Please transcribe the entries below without omitting a single character.

------ DATA FOR THIS TASK

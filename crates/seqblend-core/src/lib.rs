//! # seqblend core
//!
//! Data model and geometry shared by the command-list blending planner.
//!
//! ## Modules
//!
//! - [`math`]: Cartesian sphere tests and time-scaling profiles
//! - [`trajectory`]: Time-parameterized joint trajectories
//! - [`command`]: Motion commands and ordered command sequences
//! - [`robot`]: Kinematic groups, forward kinematics, tip frames and the planning scene

pub mod math;
pub mod trajectory;
pub mod command;
pub mod robot;

use nalgebra::{DVector, Vector3};

pub use command::{CommandKind, MotionCommand, MotionSequence};
pub use robot::{GroupModel, JointModel, ModelError, PlanningScene, RobotModel, TipKinematics};
pub use trajectory::{Trajectory, TrajectoryError, Waypoint};

/// 3D vector type (Cartesian positions)
pub type Vec3 = Vector3<f64>;

/// Joint-space configuration of one planning group
pub type JointConfiguration = DVector<f64>;
//! Time-parameterized joint trajectories
//!
//! A [`Trajectory`] is a non-empty sequence of [`Waypoint`]s for one planning
//! group with strictly increasing `time_from_start`. Both invariants are
//! checked on construction and preserved by every operation.

use nalgebra::DVector;
use serde::{Deserialize, Serialize};
use thiserror::Error;

use crate::JointConfiguration;

/// Trajectory construction errors
#[derive(Debug, Clone, PartialEq, Error)]
pub enum TrajectoryError {
    #[error("Trajectory for group '{0}' has no waypoints")]
    Empty(String),
    #[error("Time not strictly increasing at waypoint {index}: {previous} -> {current}")]
    NonIncreasingTime {
        index: usize,
        previous: f64,
        current: f64,
    },
    #[error("Waypoint {index} has {got} joints, expected {expected}")]
    DimensionMismatch {
        index: usize,
        expected: usize,
        got: usize,
    },
}

/// One timestamped configuration sample
#[derive(Debug, Clone, PartialEq, Serialize, Deserialize)]
pub struct Waypoint {
    /// Joint positions of the trajectory's group
    pub positions: JointConfiguration,
    /// Time since the trajectory start [s]
    pub time_from_start: f64,
}

impl Waypoint {
    pub fn new(positions: JointConfiguration, time_from_start: f64) -> Self {
        Self {
            positions,
            time_from_start,
        }
    }
}

/// Joint trajectory of a single planning group
#[derive(Debug, Clone, PartialEq, Serialize)]
pub struct Trajectory {
    group: String,
    waypoints: Vec<Waypoint>,
}

impl Trajectory {
    /// Create a trajectory, checking the waypoint invariants
    pub fn new(group: impl Into<String>, waypoints: Vec<Waypoint>) -> Result<Self, TrajectoryError> {
        let group = group.into();
        let Some(first) = waypoints.first() else {
            return Err(TrajectoryError::Empty(group));
        };

        let dof = first.positions.len();
        for (index, pair) in waypoints.windows(2).enumerate() {
            let (previous, current) = (&pair[0], &pair[1]);
            if current.positions.len() != dof {
                return Err(TrajectoryError::DimensionMismatch {
                    index: index + 1,
                    expected: dof,
                    got: current.positions.len(),
                });
            }
            // NaN times fail this comparison as well
            if !(current.time_from_start > previous.time_from_start) {
                return Err(TrajectoryError::NonIncreasingTime {
                    index: index + 1,
                    previous: previous.time_from_start,
                    current: current.time_from_start,
                });
            }
        }

        Ok(Self { group, waypoints })
    }

    /// Build from parallel time and position sequences
    pub fn from_samples(
        group: impl Into<String>,
        times: &[f64],
        positions: Vec<JointConfiguration>,
    ) -> Result<Self, TrajectoryError> {
        let waypoints = times
            .iter()
            .zip(positions)
            .map(|(&t, q)| Waypoint::new(q, t))
            .collect();
        Self::new(group, waypoints)
    }

    /// A single-waypoint trajectory resting at `positions`
    pub fn stationary(group: impl Into<String>, positions: JointConfiguration) -> Self {
        Self {
            group: group.into(),
            waypoints: vec![Waypoint::new(positions, 0.0)],
        }
    }

    /// Planning group the trajectory moves
    pub fn group(&self) -> &str {
        &self.group
    }

    pub fn waypoints(&self) -> &[Waypoint] {
        &self.waypoints
    }

    pub fn into_waypoints(self) -> Vec<Waypoint> {
        self.waypoints
    }

    /// Number of waypoints (always at least one)
    pub fn len(&self) -> usize {
        self.waypoints.len()
    }

    /// Always false; kept for API symmetry with `len`
    pub fn is_empty(&self) -> bool {
        self.waypoints.is_empty()
    }

    /// Number of joints per waypoint
    pub fn dof(&self) -> usize {
        self.first().positions.len()
    }

    pub fn first(&self) -> &Waypoint {
        &self.waypoints[0]
    }

    pub fn last(&self) -> &Waypoint {
        &self.waypoints[self.waypoints.len() - 1]
    }

    pub fn start_time(&self) -> f64 {
        self.first().time_from_start
    }

    pub fn end_time(&self) -> f64 {
        self.last().time_from_start
    }

    /// Total duration [s]
    pub fn duration(&self) -> f64 {
        self.end_time() - self.start_time()
    }

    /// Check the strict time ordering across consecutive waypoints
    pub fn has_strictly_increasing_time(&self) -> bool {
        self.waypoints
            .windows(2)
            .all(|pair| pair[1].time_from_start > pair[0].time_from_start)
    }

    /// Append `other`, treating its first waypoint as a duplicate of our last
    ///
    /// The remaining waypoints of `other` are re-stamped to continue from our
    /// end time, keeping their spacing. The junction waypoint is taken from
    /// `self`.
    pub fn append(&mut self, other: &Trajectory) {
        let offset = self.end_time() - other.start_time();
        self.waypoints.extend(
            other.waypoints[1..]
                .iter()
                .map(|wp| Waypoint::new(wp.positions.clone(), wp.time_from_start + offset)),
        );
    }

    /// Copy of the waypoints in `range`, re-stamped to start at time 0
    ///
    /// Returns None if the range is empty or out of bounds.
    pub fn slice_from_zero(&self, range: std::ops::Range<usize>) -> Option<Trajectory> {
        let waypoints = self.waypoints.get(range)?;
        let t0 = waypoints.first()?.time_from_start;
        Some(Self {
            group: self.group.clone(),
            waypoints: waypoints
                .iter()
                .map(|wp| Waypoint::new(wp.positions.clone(), wp.time_from_start - t0))
                .collect(),
        })
    }

    /// Sample the trajectory at time t using linear interpolation
    ///
    /// Times outside the trajectory are clamped to its ends.
    pub fn sample(&self, t: f64) -> JointConfiguration {
        if t <= self.start_time() {
            return self.first().positions.clone();
        }
        if t >= self.end_time() {
            return self.last().positions.clone();
        }

        // First waypoint strictly after t; exists because t < end_time
        let upper = self
            .waypoints
            .partition_point(|wp| wp.time_from_start <= t);
        let (a, b) = (&self.waypoints[upper - 1], &self.waypoints[upper]);
        let alpha = (t - a.time_from_start) / (b.time_from_start - a.time_from_start);

        a.positions.lerp(&b.positions, alpha)
    }

    /// Finite-difference velocity between waypoints `i` and `i + 1`
    ///
    /// Returns None if `i + 1` is out of bounds.
    pub fn segment_velocity(&self, i: usize) -> Option<DVector<f64>> {
        let a = self.waypoints.get(i)?;
        let b = self.waypoints.get(i + 1)?;
        let dt = b.time_from_start - a.time_from_start;
        Some((&b.positions - &a.positions) / dt)
    }

    /// Whether time t lies within the trajectory bounds
    pub fn is_within(&self, t: f64) -> bool {
        t >= self.start_time() && t <= self.end_time()
    }
}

------------

#### [FINAL ANSWER]
filename crates/seqblend-core/src/lib.rs
//! # seqblend core
//!
//! Data model and geometry shared by the command-list blending planner.
//!
//! ## Modules
//!
//! - [`math`]: Cartesian sphere tests and time-scaling profiles
//! - [`trajectory`]: Time-parameterized joint trajectories
//! - [`command`]: Motion commands and ordered command sequences
//! - [`robot`]: Kinematic groups, forward kinematics, tip frames and the planning scene

pub mod math;
pub mod trajectory;
pub mod command;
pub mod robot;

use nalgebra::{DVector, Vector3};

pub use command::{CommandKind, MotionCommand, MotionSequence};
pub use robot::{GroupModel, JointModel, ModelError, PlanningScene, RobotModel, TipKinematics};
pub use trajectory::{Trajectory, TrajectoryError, Waypoint};

/// 3D vector type (Cartesian positions)
pub type Vec3 = Vector3<f64>;

/// Joint-space configuration of one planning group
pub type JointConfiguration = DVector<f64>;
//! Time-parameterized joint trajectories
//!
//! A [`Trajectory`] is a non-empty sequence of [`Waypoint`]s for one planning
//! group with strictly increasing `time_from_start`. Both invariants are
//! checked on construction and preserved by every operation.

use nalgebra::DVector;
use serde::{Deserialize, Serialize};
use thiserror::Error;

use crate::JointConfiguration;

/// Trajectory construction errors
#[derive(Debug, Clone, PartialEq, Error)]
pub enum TrajectoryError {
    #[error("Trajectory for group '{0}' has no waypoints")]
    Empty(String),
    #[error("Time not strictly increasing at waypoint {index}: {previous} -> {current}")]
    NonIncreasingTime {
        index: usize,
        previous: f64,
        current: f64,
    },
    #[error("Waypoint {index} has {got} joints, expected {expected}")]
    DimensionMismatch {
        index: usize,
        expected: usize,
        got: usize,
    },
}

/// One timestamped configuration sample
#[derive(Debug, Clone, PartialEq, Serialize, Deserialize)]
pub struct Waypoint {
    /// Joint positions of the trajectory's group
    pub positions: JointConfiguration,
    /// Time since the trajectory start [s]
    pub time_from_start: f64,
}

impl Waypoint {
    pub fn new(positions: JointConfiguration, time_from_start: f64) -> Self {
        Self {
            positions,
            time_from_start,
        }
    }
}

/// Joint trajectory of a single planning group
#[derive(Debug, Clone, PartialEq, Serialize)]
pub struct Trajectory {
    group: String,
    waypoints: Vec<Waypoint>,
}

impl Trajectory {
    /// Create a trajectory, checking the waypoint invariants
    pub fn new(group: impl Into<String>, waypoints: Vec<Waypoint>) -> Result<Self, TrajectoryError> {
        let group = group.into();
        let Some(first) = waypoints.first() else {
            return Err(TrajectoryError::Empty(group));
        };

        let dof = first.positions.len();
        for (index, pair) in waypoints.windows(2).enumerate() {
            let (previous, current) = (&pair[0], &pair[1]);
            if current.positions.len() != dof {
                return Err(TrajectoryError::DimensionMismatch {
                    index: index + 1,
                    expected: dof,
                    got: current.positions.len(),
                });
            }
            // NaN times fail this comparison as well
            if !(current.time_from_start > previous.time_from_start) {
                return Err(TrajectoryError::NonIncreasingTime {
                    index: index + 1,
                    previous: previous.time_from_start,
                    current: current.time_from_start,
                });
            }
        }

        Ok(Self { group, waypoints })
    }

    /// Build from parallel time and position sequences
    pub fn from_samples(
        group: impl Into<String>,
        times: &[f64],
        positions: Vec<JointConfiguration>,
    ) -> Result<Self, TrajectoryError> {
        let waypoints = times
            .iter()
            .zip(positions)
            .map(|(&t, q)| Waypoint::new(q, t))
            .collect();
        Self::new(group, waypoints)
    }

    /// A single-waypoint trajectory resting at `positions`
    pub fn stationary(group: impl Into<String>, positions: JointConfiguration) -> Self {
        Self {
            group: group.into(),
            waypoints: vec![Waypoint::new(positions, 0.0)],
        }
    }

    /// Planning group the trajectory moves
    pub fn group(&self) -> &str {
        &self.group
    }

    pub fn waypoints(&self) -> &[Waypoint] {
        &self.waypoints
    }

    pub fn into_waypoints(self) -> Vec<Waypoint> {
        self.waypoints
    }

    /// Number of waypoints (always at least one)
    pub fn len(&self) -> usize {
        self.waypoints.len()
    }

    /// Always false; kept for API symmetry with `len`
    pub fn is_empty(&self) -> bool {
        self.waypoints.is_empty()
    }

    /// Number of joints per waypoint
    pub fn dof(&self) -> usize {
        self.first().positions.len()
    }

    pub fn first(&self) -> &Waypoint {
        &self.waypoints[0]
    }

    pub fn last(&self) -> &Waypoint {
        &self.waypoints[self.waypoints.len() - 1]
    }

    pub fn start_time(&self) -> f64 {
        self.first().time_from_start
    }

    pub fn end_time(&self) -> f64 {
        self.last().time_from_start
    }

    /// Total duration [s]
    pub fn duration(&self) -> f64 {
        self.end_time() - self.start_time()
    }

    /// Check the strict time ordering across consecutive waypoints
    pub fn has_strictly_increasing_time(&self) -> bool {
        self.waypoints
            .windows(2)
            .all(|pair| pair[1].time_from_start > pair[0].time_from_start)
    }

    /// Append `other`, treating its first waypoint as a duplicate of our last
    ///
    /// The remaining waypoints of `other` are re-stamped to continue from our
    /// end time, keeping their spacing. The junction waypoint is taken from
    /// `self`.
    pub fn append(&mut self, other: &Trajectory) {
        let offset = self.end_time() - other.start_time();
        self.waypoints.extend(
            other.waypoints[1..]
                .iter()
                .map(|wp| Waypoint::new(wp.positions.clone(), wp.time_from_start + offset)),
        );
    }

    /// Copy of the waypoints in `range`, re-stamped to start at time 0
    ///
    /// Returns None if the range is empty or out of bounds.
    pub fn slice_from_zero(&self, range: std::ops::Range<usize>) -> Option<Trajectory> {
        let waypoints = self.waypoints.get(range)?;
        let t0 = waypoints.first()?.time_from_start;
        Some(Self {
            group: self.group.clone(),
            waypoints: waypoints
                .iter()
                .map(|wp| Waypoint::new(wp.positions.clone(), wp.time_from_start - t0))
                .collect(),
        })
    }

    /// Sample the trajectory at time t using linear interpolation
    ///
    /// Times outside the trajectory are clamped to its ends.
    pub fn sample(&self, t: f64) -> JointConfiguration {
        if t <= self.start_time() {
            return self.first().positions.clone();
        }
        if t >= self.end_time() {
            return self.last().positions.clone();
        }

        // First waypoint strictly after t; exists because t < end_time
        let upper = self
            .waypoints
            .partition_point(|wp| wp.time_from_start <= t);
        let (a, b) = (&self.waypoints[upper - 1], &self.waypoints[upper]);
        let alpha = (t - a.time_from_start) / (b.time_from_start - a.time_from_start);

        a.positions.lerp(&b.positions, alpha)
    }

    /// Finite-difference velocity between waypoints `i` and `i + 1`
    ///
    /// Returns None if `i + 1` is out of bounds.
    pub fn segment_velocity(&self, i: usize) -> Option<DVector<f64>> {
        let a = self.waypoints.get(i)?;
        let b = self.waypoints.get(i + 1)?;
        let dt = b.time_from_start - a.time_from_start;
        Some((&b.positions - &a.positions) / dt)
    }

    /// Whether time t lies within the trajectory bounds
    pub fn is_within(&self, t: f64) -> bool {
        t >= self.start_time() && t <= self.end_time()
    }
}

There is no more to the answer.